TASK PROMPT
Scan the lines below; pull out those with "Create".

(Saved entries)
════

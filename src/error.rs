//! Error types for building and running declarative command trees

use thiserror::Error;

/// Result type for command tree operations
pub type CommandResult<T> = Result<T, CommandError>;

/// Errors that can occur while building, parsing or dispatching a command tree
#[derive(Debug, Error)]
pub enum CommandError {
    /// Command, argument or option name that clap cannot register
    #[error("Invalid name '{name}': {reason}")]
    InvalidName {
        /// Offending name
        name: String,
        /// What is wrong with it
        reason: String,
    },

    /// Malformed option flag
    #[error("Invalid flag '{flag}' on command '{command}': {reason}")]
    InvalidFlag {
        /// Command declaring the option
        command: String,
        /// Offending flag as written
        flag: String,
        /// What is wrong with it
        reason: String,
    },

    /// Name or flag reserved by the parsing engine
    #[error("'{name}' is reserved and cannot be declared on command '{command}'")]
    ReservedName {
        /// Command declaring the construct
        command: String,
        /// Reserved name
        name: String,
    },

    /// Two sibling sub-commands share a name or alias
    #[error("Command '{parent}' already has a sub-command named '{name}'")]
    DuplicateCommand {
        /// Parent command
        parent: String,
        /// Duplicated name or alias
        name: String,
    },

    /// Two arguments or options of one command share an identifier
    #[error("Command '{command}' declares '{name}' more than once")]
    DuplicateArgument {
        /// Command declaring the arguments
        command: String,
        /// Duplicated identifier
        name: String,
    },

    /// A required positional argument follows an optional one
    #[error("Command '{command}': required argument '{argument}' cannot follow an optional argument")]
    ArgumentOrder {
        /// Command declaring the arguments
        command: String,
        /// First required argument found after an optional one
        argument: String,
    },

    /// Option parameter without a value name
    #[error("Option '--{option}' on command '{command}' has a parameter without a name")]
    EmptyValueName {
        /// Command declaring the option
        command: String,
        /// Option long name
        option: String,
    },

    /// Argument parsing failed (includes help and version display requests)
    #[error(transparent)]
    Parse(#[from] clap::Error),

    /// The matched command has no action to run
    #[error("No action registered for command: {0}")]
    UnhandledCommand(String),

    /// Failure returned by a command action
    #[error(transparent)]
    Action(anyhow::Error),

    /// Handler name referenced by a manifest is not registered
    #[error("Handler not found: {0}")]
    HandlerNotFound(String),

    /// Manifest loading or parsing errors
    #[error("Manifest error: {0}")]
    Manifest(String),

    /// IO errors
    #[error("IO error: {0}")]
    Io(#[from] std::io::Error),
}

impl CommandError {
    /// Create an invalid name error
    pub fn invalid_name<N: Into<String>, R: Into<String>>(name: N, reason: R) -> Self {
        Self::InvalidName {
            name: name.into(),
            reason: reason.into(),
        }
    }

    /// Create a manifest error with context
    pub fn manifest<S: Into<String>>(msg: S) -> Self {
        Self::Manifest(msg.into())
    }

    /// Whether this error is clap asking to print help or version text
    pub fn is_display_request(&self) -> bool {
        match self {
            Self::Parse(err) => matches!(
                err.kind(),
                clap::error::ErrorKind::DisplayHelp
                    | clap::error::ErrorKind::DisplayVersion
                    | clap::error::ErrorKind::DisplayHelpOnMissingArgumentOrSubcommand
            ),
            _ => false,
        }
    }
}

#[cfg(test)]
mod tests {
    use super::*;

    #[test]
    fn test_display_messages() {
        let err = CommandError::DuplicateCommand {
            parent: "git".to_string(),
            name: "commit".to_string(),
        };
        assert_eq!(
            err.to_string(),
            "Command 'git' already has a sub-command named 'commit'"
        );

        let err = CommandError::invalid_name("", "name must not be empty");
        assert_eq!(err.to_string(), "Invalid name '': name must not be empty");
    }

    #[test]
    fn test_action_error_is_transparent() {
        let err = CommandError::Action(anyhow::anyhow!("disk full"));
        assert_eq!(err.to_string(), "disk full");
        assert!(!err.is_display_request());
    }
}
//! Declarative command schema
//!
//! Pure data describing a command tree. Constructors encode the defaults
//! explicitly: positional arguments and option parameters are required unless
//! marked optional, options themselves are optional unless marked required.

use crate::action::Action;

#[cfg(feature = "manifest")]
use serde::{Deserialize, Serialize};

#[cfg(feature = "manifest")]
fn default_true() -> bool {
    true
}

/// A single positional parameter
#[derive(Debug, Clone, PartialEq, Eq)]
#[cfg_attr(feature = "manifest", derive(Serialize, Deserialize))]
pub struct CommandArgument {
    /// Argument name, unique within its command
    pub name: String,

    /// Whether the argument must be given
    #[cfg_attr(feature = "manifest", serde(default = "default_true"))]
    pub required: bool,

    /// Help text
    #[cfg_attr(feature = "manifest", serde(default))]
    pub description: Option<String>,
}

impl CommandArgument {
    /// Required argument named `name`
    pub fn new(name: impl Into<String>) -> Self {
        Self {
            name: name.into(),
            required: true,
            description: None,
        }
    }

    /// Make the argument optional
    pub fn optional(mut self) -> Self {
        self.required = false;
        self
    }

    /// Set the help text
    pub fn description(mut self, description: impl Into<String>) -> Self {
        self.description = Some(description.into());
        self
    }
}

/// How a sub-command is attached to its parent
#[derive(Debug, Clone, Default, PartialEq, Eq)]
#[cfg_attr(feature = "manifest", derive(Serialize, Deserialize))]
pub struct NestedOptions {
    /// Leave the sub-command out of the parent's help listing
    #[cfg_attr(feature = "manifest", serde(default))]
    pub hidden: bool,
}

/// Identity and shape of one command node
#[derive(Debug, Clone, PartialEq, Eq)]
#[cfg_attr(feature = "manifest", derive(Serialize, Deserialize))]
pub struct CommandSetting {
    /// Command name, unique among its siblings
    pub name: String,

    /// Alternate name the command also matches
    #[cfg_attr(feature = "manifest", serde(default))]
    pub alias: Option<String>,

    /// Positional arguments in binding order
    #[cfg_attr(feature = "manifest", serde(default))]
    pub args: Vec<CommandArgument>,

    /// Attachment options, used when this command is a sub-command
    #[cfg_attr(feature = "manifest", serde(default))]
    pub nested: NestedOptions,
}

impl CommandSetting {
    /// Command named `name` with no arguments
    pub fn new(name: impl Into<String>) -> Self {
        Self {
            name: name.into(),
            alias: None,
            args: Vec::new(),
            nested: NestedOptions::default(),
        }
    }

    /// Set the alias
    pub fn alias(mut self, alias: impl Into<String>) -> Self {
        self.alias = Some(alias.into());
        self
    }

    /// Append a positional argument
    pub fn arg(mut self, arg: CommandArgument) -> Self {
        self.args.push(arg);
        self
    }

    /// Set the attachment options
    pub fn nested(mut self, nested: NestedOptions) -> Self {
        self.nested = nested;
        self
    }
}

/// Value slot of a flag
#[derive(Debug, Clone, PartialEq, Eq)]
#[cfg_attr(feature = "manifest", derive(Serialize, Deserialize))]
pub struct OptionArgument {
    /// Placeholder shown in help
    pub name: String,

    /// `<name>` when true, `[name]` otherwise
    #[cfg_attr(feature = "manifest", serde(default = "default_true"))]
    pub required: bool,

    /// Collect multiple values
    #[cfg_attr(feature = "manifest", serde(default))]
    pub variadic: bool,
}

impl OptionArgument {
    /// Required single value named `name`
    pub fn new(name: impl Into<String>) -> Self {
        Self {
            name: name.into(),
            required: true,
            variadic: false,
        }
    }

    /// Allow the flag without a value
    pub fn optional(mut self) -> Self {
        self.required = false;
        self
    }

    /// Collect multiple values
    pub fn variadic(mut self) -> Self {
        self.variadic = true;
        self
    }
}

/// A flag definition
#[derive(Debug, Clone, PartialEq, Eq)]
#[cfg_attr(feature = "manifest", derive(Serialize, Deserialize))]
pub struct CommandOption {
    /// Long form, without dashes
    pub name: String,

    /// Single letter form
    #[cfg_attr(feature = "manifest", serde(default))]
    pub short_name: Option<char>,

    /// Value slot; a boolean flag when absent
    #[cfg_attr(feature = "manifest", serde(default))]
    pub param: Option<OptionArgument>,

    /// Fail parsing when the flag is absent and has no default
    #[cfg_attr(feature = "manifest", serde(default))]
    pub required: bool,

    /// Help text
    #[cfg_attr(feature = "manifest", serde(default))]
    pub description: Option<String>,

    /// Value used when the flag is absent
    #[cfg_attr(feature = "manifest", serde(default))]
    pub default_value: Option<String>,
}

impl CommandOption {
    /// Optional boolean flag `--name`
    pub fn new(name: impl Into<String>) -> Self {
        Self {
            name: name.into(),
            short_name: None,
            param: None,
            required: false,
            description: None,
            default_value: None,
        }
    }

    /// Set the single letter form
    pub fn short(mut self, short: char) -> Self {
        self.short_name = Some(short);
        self
    }

    /// Give the flag a value slot
    pub fn param(mut self, param: OptionArgument) -> Self {
        self.param = Some(param);
        self
    }

    /// Make the flag mandatory
    pub fn required(mut self) -> Self {
        self.required = true;
        self
    }

    /// Set the help text
    pub fn description(mut self, description: impl Into<String>) -> Self {
        self.description = Some(description.into());
        self
    }

    /// Set the value used when the flag is absent
    pub fn default_value(mut self, value: impl Into<String>) -> Self {
        self.default_value = Some(value.into());
        self
    }
}

/// A command, its handler and its sub-commands
#[derive(Debug, Clone)]
pub struct CommandSchema {
    /// Identity and positional arguments
    pub command: CommandSetting,

    /// Help text
    pub description: Option<String>,

    /// Flags, in help order
    pub options: Vec<CommandOption>,

    /// Handler run when this command is the deepest match
    pub action: Action,

    /// Sub-commands, in help order
    pub sub_commands: Vec<CommandSchema>,
}

impl CommandSchema {
    /// Schema for `command` handled by `action`
    pub fn new(command: CommandSetting, action: Action) -> Self {
        Self {
            command,
            description: None,
            options: Vec::new(),
            action,
            sub_commands: Vec::new(),
        }
    }

    /// Set the help text
    pub fn description(mut self, description: impl Into<String>) -> Self {
        self.description = Some(description.into());
        self
    }

    /// Append a flag
    pub fn option(mut self, option: CommandOption) -> Self {
        self.options.push(option);
        self
    }

    /// Append a sub-command
    pub fn sub_command(mut self, schema: CommandSchema) -> Self {
        self.sub_commands.push(schema);
        self
    }
}
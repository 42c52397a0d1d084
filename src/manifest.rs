//! Command manifests
//!
//! A [`CommandManifest`] is the file form of a [`crate::CommandSchema`]: the
//! same tree, with each action replaced by the name of a handler that a
//! [`crate::HandlerRegistry`] resolves at load time.

use crate::error::{CommandError, CommandResult};
use crate::schema::{CommandOption, CommandSetting};
use serde::{Deserialize, Serialize};
use std::path::Path;
use tracing::debug;

/// Command tree as written in a TOML or JSON file
#[derive(Debug, Clone, PartialEq, Eq, Serialize, Deserialize)]
pub struct CommandManifest {
    /// Identity and positional arguments
    pub command: CommandSetting,

    /// Help text
    #[serde(default)]
    pub description: Option<String>,

    /// Flags, in help order
    #[serde(default)]
    pub options: Vec<CommandOption>,

    /// Registered handler run when this command is the deepest match
    pub handler: String,

    /// Sub-commands, in help order
    #[serde(default)]
    pub sub_commands: Vec<CommandManifest>,
}

impl CommandManifest {
    /// Parse a manifest from TOML text
    pub fn from_toml_str(content: &str) -> CommandResult<Self> {
        toml::from_str(content)
            .map_err(|e| CommandError::manifest(format!("Failed to parse TOML: {}", e)))
    }

    /// Parse a manifest from JSON text
    pub fn from_json_str(content: &str) -> CommandResult<Self> {
        serde_json::from_str(content)
            .map_err(|e| CommandError::manifest(format!("Failed to parse JSON: {}", e)))
    }

    /// Load a manifest from a TOML file
    pub fn from_toml_file(path: impl AsRef<Path>) -> CommandResult<Self> {
        Self::from_toml_str(&read(path.as_ref())?)
    }

    /// Load a manifest from a JSON file
    pub fn from_json_file(path: impl AsRef<Path>) -> CommandResult<Self> {
        Self::from_json_str(&read(path.as_ref())?)
    }

    /// Load a manifest, picking the format from the file extension
    ///
    /// Files without a known extension are tried as TOML, then JSON.
    pub fn from_file(path: impl AsRef<Path>) -> CommandResult<Self> {
        let path = path.as_ref();
        match path.extension().and_then(|s| s.to_str()) {
            Some("toml") => Self::from_toml_file(path),
            Some("json") => Self::from_json_file(path),
            _ => {
                let content = read(path)?;
                Self::from_toml_str(&content).or_else(|_| Self::from_json_str(&content))
            }
        }
    }

    /// Names of every handler referenced in the tree, in pre-order
    pub fn handler_names(&self) -> Vec<&str> {
        let mut names = vec![self.handler.as_str()];
        for sub in &self.sub_commands {
            names.extend(sub.handler_names());
        }
        names
    }
}

fn read(path: &Path) -> CommandResult<String> {
    debug!(path = %path.display(), "reading manifest");
    Ok(std::fs::read_to_string(path)?)
}

#[cfg(test)]
mod tests {
    use super::*;

    const GIT_TOML: &str = r#"
        handler = "git"
        description = "My own git"

        [command]
        name = "my-git"

        [[command.args]]
        name = "commit"
        description = "Commit changes"

        [[options]]
        name = "message"
        short_name = "m"
        description = "Commit message"
        param = { name = "msg-input" }

        [[sub_commands]]
        handler = "git::remote"

        [sub_commands.command]
        name = "remote"
        alias = "r"
        nested = { hidden = true }
    "#;

    #[test]
    fn test_parse_toml_manifest() {
        let manifest = CommandManifest::from_toml_str(GIT_TOML).unwrap();

        assert_eq!(manifest.command.name, "my-git");
        assert_eq!(manifest.description.as_deref(), Some("My own git"));
        assert!(manifest.command.args[0].required);

        let message = &manifest.options[0];
        assert_eq!(message.short_name, Some('m'));
        assert!(!message.required);
        assert!(message.param.as_ref().unwrap().required);

        let remote = &manifest.sub_commands[0];
        assert_eq!(remote.command.alias.as_deref(), Some("r"));
        assert!(remote.command.nested.hidden);
        assert_eq!(manifest.handler_names(), vec!["git", "git::remote"]);
    }

    #[test]
    fn test_parse_json_manifest() {
        let manifest = CommandManifest::from_json_str(
            r#"{
                "command": {"name": "greet", "args": [{"name": "person", "required": false}]},
                "options": [{"name": "loud", "short_name": "l"}],
                "handler": "greet"
            }"#,
        )
        .unwrap();

        assert!(!manifest.command.args[0].required);
        assert!(manifest.options[0].param.is_none());
        assert!(manifest.sub_commands.is_empty());
    }

    #[test]
    fn test_missing_handler_is_rejected() {
        let err = CommandManifest::from_json_str(r#"{"command": {"name": "x"}}"#).unwrap_err();
        assert!(matches!(err, CommandError::Manifest(_)));
    }

    #[test]
    fn test_from_file_detects_format() {
        let dir = tempfile::tempdir().unwrap();

        let toml_path = dir.path().join("git.toml");
        std::fs::write(&toml_path, GIT_TOML).unwrap();
        assert_eq!(CommandManifest::from_file(&toml_path).unwrap().command.name, "my-git");

        let json_path = dir.path().join("cli.manifest");
        std::fs::write(&json_path, r#"{"command": {"name": "x"}, "handler": "x"}"#).unwrap();
        assert_eq!(CommandManifest::from_file(&json_path).unwrap().handler, "x");

        let err = CommandManifest::from_file(dir.path().join("missing.toml")).unwrap_err();
        match err {
            CommandError::Io(err) => assert_eq!(err.kind(), std::io::ErrorKind::NotFound),
            other => panic!("Expected IO error, got {:?}", other),
        }
    }
}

════

SOLUTION BELOW
    /// Create an invalid name error
    /// Create a manifest error with context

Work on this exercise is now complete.